Iraq to Swap Saddam Statues for Peace Art

Iraq wants to replace Hussein-era martial monuments with symbols of peace.

ByABC News
December 26, 2008, 8:03 AM

BAGHDAD, Dec 26, 2008 — -- Nearly six years after Iraqis and U.S. soldiers toppled grandiose monuments erected by Saddam Hussein, Iraq plans to put up 100 new art works it hopes will stand as affirmations of a new era of peace.

Before the U.S.-led invasion in 2003, all statues and monuments in public squares made reference to Saddam's Baath party or told a story about its military victories against Iraq's numerous enemies.

Along with the giant Saddam statue that U.S. troops pulled down from Baghdad's al-Firdous square before television cameras in April 2003, many other images of the former president, often in military uniform, dotted the city.

Outside an Agriculture Ministry office, a mural depicted Saddam tilling the fields with a spade.

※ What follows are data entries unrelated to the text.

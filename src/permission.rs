//! Role x Type Permission Matrix
//!
//! Which actions a role may perform on a given workflow type, independent of
//! workflow status. Both this matrix and the state machine must pass before
//! an action is applied.

use std::collections::HashMap;
use std::sync::LazyLock;

use crate::types::{WorkflowAction, WorkflowRole, WorkflowType};

const SUBMIT_WITHDRAW: &[WorkflowAction] = &[WorkflowAction::Submit, WorkflowAction::Withdraw];

/// Intermediate management roles: may originate requests and act on steps
const FULL: &[WorkflowAction] = &[
    WorkflowAction::Submit,
    WorkflowAction::Withdraw,
    WorkflowAction::Approve,
    WorkflowAction::Reject,
    WorkflowAction::Return,
];

/// Terminal approval roles: decide, never originate
const APPROVE_REJECT: &[WorkflowAction] = &[WorkflowAction::Approve, WorkflowAction::Reject];

type PermissionKey = (WorkflowType, WorkflowRole);

static PERMISSIONS: LazyLock<HashMap<PermissionKey, &'static [WorkflowAction]>> =
    LazyLock::new(|| {
        use WorkflowRole::*;
        use WorkflowType::*;

        let mut m: HashMap<PermissionKey, &'static [WorkflowAction]> = HashMap::new();

        for ty in [
            NewTargetHospital,
            CancelTargetHospital,
            NewLinkPharmacy,
            CancelLinkPharmacy,
        ] {
            m.insert((ty, Mr), SUBMIT_WITHDRAW);
            m.insert((ty, Dsm), FULL);
            m.insert((ty, Rsm), FULL);
            m.insert((ty, Biso1), APPROVE_REJECT);
            m.insert((ty, Biso2), APPROVE_REJECT);
            m.insert((ty, Rsd), APPROVE_REJECT);
        }
        // CD sits in the chain only for new-target-hospital and (conditionally)
        // new-linked-pharmacy
        m.insert((NewTargetHospital, Cd), APPROVE_REJECT);
        m.insert((NewLinkPharmacy, Cd), APPROVE_REJECT);

        // Region adjustments originate at DSM level, MRs are not involved
        m.insert((RegionAdjustment, Dsm), SUBMIT_WITHDRAW);
        m.insert((RegionAdjustment, Rsm), FULL);
        m.insert((RegionAdjustment, Biso1), APPROVE_REJECT);
        m.insert((RegionAdjustment, Biso2), APPROVE_REJECT);
        m.insert((RegionAdjustment, Rsd), APPROVE_REJECT);

        m
    });

/// Actions `role` may perform on workflows of `workflow_type`; empty when the
/// matrix has no entry for the pair
pub fn allowed_actions(workflow_type: WorkflowType, role: WorkflowRole) -> &'static [WorkflowAction] {
    PERMISSIONS
        .get(&(workflow_type, role))
        .copied()
        .unwrap_or(&[])
}

#[cfg(test)]
mod tests {
    use super::*;

    #[test]
    fn originating_role_may_only_submit_and_withdraw() {
        let actions = allowed_actions(WorkflowType::NewTargetHospital, WorkflowRole::Mr);
        assert_eq!(actions, SUBMIT_WITHDRAW);
        assert!(!actions.contains(&WorkflowAction::Approve));
    }

    #[test]
    fn management_roles_hold_the_full_set() {
        for role in [WorkflowRole::Dsm, WorkflowRole::Rsm] {
            let actions = allowed_actions(WorkflowType::CancelLinkPharmacy, role);
            assert!(actions.contains(&WorkflowAction::Approve));
            assert!(actions.contains(&WorkflowAction::Return));
            assert!(actions.contains(&WorkflowAction::Submit));
        }
    }

    #[test]
    fn terminal_roles_cannot_submit() {
        for role in [WorkflowRole::Biso1, WorkflowRole::Biso2, WorkflowRole::Rsd] {
            let actions = allowed_actions(WorkflowType::RegionAdjustment, role);
            assert_eq!(actions, APPROVE_REJECT);
        }
    }

    #[test]
    fn absent_entries_yield_empty_set() {
        assert!(allowed_actions(WorkflowType::RegionAdjustment, WorkflowRole::Mr).is_empty());
        assert!(allowed_actions(WorkflowType::CancelTargetHospital, WorkflowRole::Cd).is_empty());
    }
}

At the Justice Ministry, he appeared in a gown, holding scales of justice.

Most of the murals have since been painted over and the statues destroyed by Iraqis in the chaos that followed the invasion. Sometimes, statues were pillaged for their metal.

Others still stand. Among them is a bronze statue of Iraqi soldiers standing on a tank and holding an Iraqi flag to symbolise victory over Iran during their bloody 1980-88 war.

In the heavily fortified Green Zone diplomatic compound, two pairs of giant arms emerge from the ground, hundreds of metres away from each other, holding crossed swords to form an arch across a parades ground. They were modelled on Saddam's hands and cast using 160 tonnes of bronze.

Iraq wants to replace such monuments with symbols of peace.

Mohammed Tahir al-Timimi, head of the government's Statues and Murals Committee, told Reuters there were plans to replace the swords with a statue of a rifle with a twisted barrel.

"It is an announcement that we are abandoning violence and are unwilling to use the weapon to harm the new Iraq."

"PLEASURE AND CALM"

It is still early days, and the committee's plans for erecting new statues are not far advanced. Timimi said he had asked Iraqi artists the world over to submit ideas.

What to depict is up to the artists.